DOI: 10.19830/j.upi.2019.300
The “Counterattack” of Intermediate Cities: Exploring the Concept of “Equality” in the French Territorial Configuration

Jing Feng, Wang Shifu, Mo Zhejuan

Keywords: Intermediate Cities; Metropolis of Balance; Territorial Configuration; Equality; Territorial Node; Metropolitan Area

Abstract:

The development of French territorial space in the last century had encountered a growing contradiction between the polarization of the metropolis and the desertification of small and medium-sized cities (towns). Along with the globalization and EU integration since the 1980s, the imbalance between them has intensified, and a large number of intermediate cities have lost their pre-established “national backbone” status. Under the decentralization situation that internal and external contradictions are intertwined, the deep-rooted concept of “equality” has led to the full thinking of French society: equality is not average, nor does it mean restraining the strong and supporting the weak, but is to enable cities to have the ability to actively develop and balance their dynamics based on their own traits. In the field of national territorial space, the “counterattack” of the intermediate cites to the metropolis is presented: through the new identity and industrial restructuring, intermediate cites have regained the urban dynamics and the reconstruction of the spatial logic of population mobility, and have re-emerged as an important hinge in the national functional system.
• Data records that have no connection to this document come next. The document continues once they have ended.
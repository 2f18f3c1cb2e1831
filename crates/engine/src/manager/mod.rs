//! Multiplex manager: registered backends plus the shared settings every
//! coordinator starts from
//!
//! A manager is built once at startup and shared (`Arc<MultiplexManager>`).
//! Each call to [`MultiplexManager::begin_transaction`] returns a fresh,
//! request-scoped [`Coordinator`].
//!
//! ```text
//! let manager = MultiplexManager::builder(metadata)
//!     .backend(orders)
//!     .backend(shipping)
//!     .open_config(data_dir)?
//!     .build()?;
//!
//! manager.transaction(|tx| {
//!     tx.create(&order)?;
//!     tx.create(&shipment)?;
//!     Ok(())
//! })?;
//! ```

mod builder;
mod config;

pub use builder::MultiplexManagerBuilder;
pub use config::{BackendConfig, CompensationPolicy, MultiplexConfig, CONFIG_FILE_NAME};

use std::sync::Arc;
use strata_concurrency::SnapshotStrategies;
use strata_core::metadata::EntityMetadata;
use strata_core::traits::Transaction;
use strata_core::StrataResult;
use tracing::warn;

use crate::coordinator::{Coordinator, TransactionMode};
use crate::metrics::{MetricsRecorder, TransactionMetrics};
use crate::router::Router;

/// Entry point for multiplex transactions
#[derive(Debug)]
pub struct MultiplexManager {
    router: Arc<Router>,
    strategies: Arc<SnapshotStrategies>,
    policy: CompensationPolicy,
    metrics: Arc<MetricsRecorder>,
}

impl MultiplexManager {
    /// Start configuring a manager over an entity model
    pub fn builder(metadata: Arc<dyn EntityMetadata>) -> MultiplexManagerBuilder {
        MultiplexManagerBuilder::new(metadata)
    }

    pub(crate) fn from_parts(
        router: Router,
        strategies: SnapshotStrategies,
        policy: CompensationPolicy,
    ) -> Self {
        Self {
            router: Arc::new(router),
            strategies: Arc::new(strategies),
            policy,
            metrics: Arc::new(MetricsRecorder::new()),
        }
    }

    /// Begin a write transaction
    pub fn begin_transaction(&self) -> Coordinator {
        self.coordinator(TransactionMode::Write)
    }

    /// Begin a read-only transaction
    ///
    /// Sessions are opened read-only and no snapshots are kept; any
    /// mutation fails with `UnsupportedOperation`.
    pub fn begin_read_transaction(&self) -> Coordinator {
        self.coordinator(TransactionMode::Read)
    }

    fn coordinator(&self, mode: TransactionMode) -> Coordinator {
        Coordinator::new(
            Arc::clone(&self.router),
            Arc::clone(&self.strategies),
            self.policy.clone(),
            Arc::clone(&self.metrics),
            mode,
        )
    }

    /// Run a closure inside a write transaction
    ///
    /// Commits if the closure succeeds, cancels if it fails, and closes the
    /// coordinator either way.
    ///
    /// # Errors
    ///
    /// Returns the closure's error, the commit failure, or a close failure
    /// when everything before it succeeded.
    pub fn transaction<F, T>(&self, f: F) -> StrataResult<T>
    where
        F: FnOnce(&mut Coordinator) -> StrataResult<T>,
    {
        let mut tx = self.begin_transaction();
        let outcome = match f(&mut tx) {
            Ok(value) => tx.commit().map(|()| value),
            Err(error) => {
                tx.cancel();
                Err(error)
            }
        };
        let closed = tx.close();
        match (outcome, closed) {
            (Ok(value), Ok(())) => Ok(value),
            (Ok(_), Err(error)) => Err(error),
            (Err(error), closed) => {
                if let Err(close_error) = closed {
                    warn!(target: "strata::mux", error = %close_error, "Close after failed transaction also failed");
                }
                Err(error)
            }
        }
    }

    /// Routing table shared by every coordinator
    pub fn router(&self) -> &Arc<Router> {
        &self.router
    }

    /// Compensation policy copied into new coordinators
    pub fn compensation_policy(&self) -> &CompensationPolicy {
        &self.policy
    }

    /// Transaction counters
    pub fn metrics(&self) -> TransactionMetrics {
        self.metrics.snapshot()
    }
}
Although the counterattacks of the intermediate cities in France are in the beginning and a new stage of exploration, a large number of urban studies in China still focus on the “urban and rural” polarization. In the academic and realistic context of the collective “aphasia” of small and medium-sized cities and towns, the French experience and the new concept of the “intermediate” territorial level can be used as a good reference for the development and exploration of China’s national land planning.